[EXTRACTED ENTRIES Boundary: Start]
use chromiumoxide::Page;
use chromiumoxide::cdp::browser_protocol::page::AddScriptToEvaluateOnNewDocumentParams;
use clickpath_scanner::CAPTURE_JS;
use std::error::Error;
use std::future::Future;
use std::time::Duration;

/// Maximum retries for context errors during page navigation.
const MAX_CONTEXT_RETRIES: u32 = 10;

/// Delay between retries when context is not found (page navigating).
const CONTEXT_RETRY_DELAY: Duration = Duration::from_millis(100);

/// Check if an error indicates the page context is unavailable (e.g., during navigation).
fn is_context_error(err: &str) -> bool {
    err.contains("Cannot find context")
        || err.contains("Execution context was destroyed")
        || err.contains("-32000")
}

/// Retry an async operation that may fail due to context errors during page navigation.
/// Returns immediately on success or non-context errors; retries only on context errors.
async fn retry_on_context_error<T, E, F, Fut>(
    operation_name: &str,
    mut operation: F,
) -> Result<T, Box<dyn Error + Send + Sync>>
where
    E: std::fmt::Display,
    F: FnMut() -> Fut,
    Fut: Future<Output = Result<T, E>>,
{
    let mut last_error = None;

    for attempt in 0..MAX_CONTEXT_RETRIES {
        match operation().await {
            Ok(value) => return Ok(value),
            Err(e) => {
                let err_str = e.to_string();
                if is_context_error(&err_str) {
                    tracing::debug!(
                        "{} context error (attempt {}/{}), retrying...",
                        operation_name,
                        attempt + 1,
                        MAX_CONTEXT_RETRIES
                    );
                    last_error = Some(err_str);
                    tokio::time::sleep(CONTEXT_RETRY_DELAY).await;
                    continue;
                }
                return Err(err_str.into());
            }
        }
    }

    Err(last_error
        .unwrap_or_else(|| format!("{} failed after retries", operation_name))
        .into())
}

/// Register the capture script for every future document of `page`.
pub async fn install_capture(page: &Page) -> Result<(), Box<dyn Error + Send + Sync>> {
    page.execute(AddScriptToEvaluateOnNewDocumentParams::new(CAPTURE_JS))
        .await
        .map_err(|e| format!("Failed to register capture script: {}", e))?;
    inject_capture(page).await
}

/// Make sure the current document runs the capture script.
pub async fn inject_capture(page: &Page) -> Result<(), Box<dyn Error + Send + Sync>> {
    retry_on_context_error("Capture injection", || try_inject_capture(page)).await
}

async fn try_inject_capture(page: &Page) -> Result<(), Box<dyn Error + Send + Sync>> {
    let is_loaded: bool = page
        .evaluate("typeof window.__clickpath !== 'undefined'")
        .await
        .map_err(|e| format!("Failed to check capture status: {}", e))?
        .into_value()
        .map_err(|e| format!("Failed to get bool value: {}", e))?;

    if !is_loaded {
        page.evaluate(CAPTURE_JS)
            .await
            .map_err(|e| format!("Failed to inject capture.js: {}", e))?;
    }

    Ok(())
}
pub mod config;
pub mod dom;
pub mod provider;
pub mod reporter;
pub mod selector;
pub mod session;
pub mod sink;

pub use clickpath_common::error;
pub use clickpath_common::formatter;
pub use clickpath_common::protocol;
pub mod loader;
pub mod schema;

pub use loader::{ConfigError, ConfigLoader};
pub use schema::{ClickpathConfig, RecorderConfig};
[EXTRACTED ENTRIES Boundary: End]
# [WHAT THE TASK ASKS]
Retype each entry without altering a single word.

# [RESPONSE AREA]
use chromiumoxide::Page;
use chromiumoxide::cdp::browser_protocol::page::AddScriptToEvaluateOnNewDocumentParams;
use clickpath_scanner::CAPTURE_JS;
use std::error::Error;
use std::future::Future;
use std::time::Duration;

/// Maximum retries for context errors during page navigation.
const MAX_CONTEXT_RETRIES: u32 = 10;

/// Delay between retries when context is not found (page navigating).
const CONTEXT_RETRY_DELAY: Duration = Duration::from_millis(100);

/// Check if an error indicates the page context is unavailable (e.g., during navigation).
fn is_context_error(err: &str) -> bool {
    err.contains("Cannot find context")
        || err.contains("Execution context was destroyed")
        || err.contains("-32000")
}

/// Retry an async operation that may fail due to context errors during page navigation.
/// Returns immediately on success or non-context errors; retries only on context errors.
async fn retry_on_context_error<T, E, F, Fut>(
    operation_name: &str,
    mut operation: F,
) -> Result<T, Box<dyn Error + Send + Sync>>
where
    E: std::fmt::Display,
    F: FnMut() -> Fut,
    Fut: Future<Output = Result<T, E>>,
{
    let mut last_error = None;

    for attempt in 0..MAX_CONTEXT_RETRIES {
        match operation().await {
            Ok(value) => return Ok(value),
            Err(e) => {
                let err_str = e.to_string();
                if is_context_error(&err_str) {
                    tracing::debug!(
                        "{} context error (attempt {}/{}), retrying...",
                        operation_name,
                        attempt + 1,
                        MAX_CONTEXT_RETRIES
                    );
                    last_error = Some(err_str);
                    tokio::time::sleep(CONTEXT_RETRY_DELAY).await;
                    continue;
                }
                return Err(err_str.into());
            }
        }
    }

    Err(last_error
        .unwrap_or_else(|| format!("{} failed after retries", operation_name))
        .into())
}

/// Register the capture script for every future document of `page`.
pub async fn install_capture(page: &Page) -> Result<(), Box<dyn Error + Send + Sync>> {
    page.execute(AddScriptToEvaluateOnNewDocumentParams::new(CAPTURE_JS))
        .await
        .map_err(|e| format!("Failed to register capture script: {}", e))?;
    inject_capture(page).await
}

/// Make sure the current document runs the capture script.
pub async fn inject_capture(page: &Page) -> Result<(), Box<dyn Error + Send + Sync>> {
    retry_on_context_error("Capture injection", || try_inject_capture(page)).await
}

async fn try_inject_capture(page: &Page) -> Result<(), Box<dyn Error + Send + Sync>> {
    let is_loaded: bool = page
        .evaluate("typeof window.__clickpath !== 'undefined'")
        .await
        .map_err(|e| format!("Failed to check capture status: {}", e))?
        .into_value()
        .map_err(|e| format!("Failed to get bool value: {}", e))?;

    if !is_loaded {
        page.evaluate(CAPTURE_JS)
            .await
            .map_err(|e| format!("Failed to inject capture.js: {}", e))?;
    }

    Ok(())
}
pub mod config;
pub mod dom;
pub mod provider;
pub mod reporter;
pub mod selector;
pub mod session;
pub mod sink;

pub use clickpath_common::error;
pub use clickpath_common::formatter;
pub use clickpath_common::protocol;
pub mod loader;
pub mod schema;

pub use loader::{ConfigError, ConfigLoader};
pub use schema::{ClickpathConfig, RecorderConfig};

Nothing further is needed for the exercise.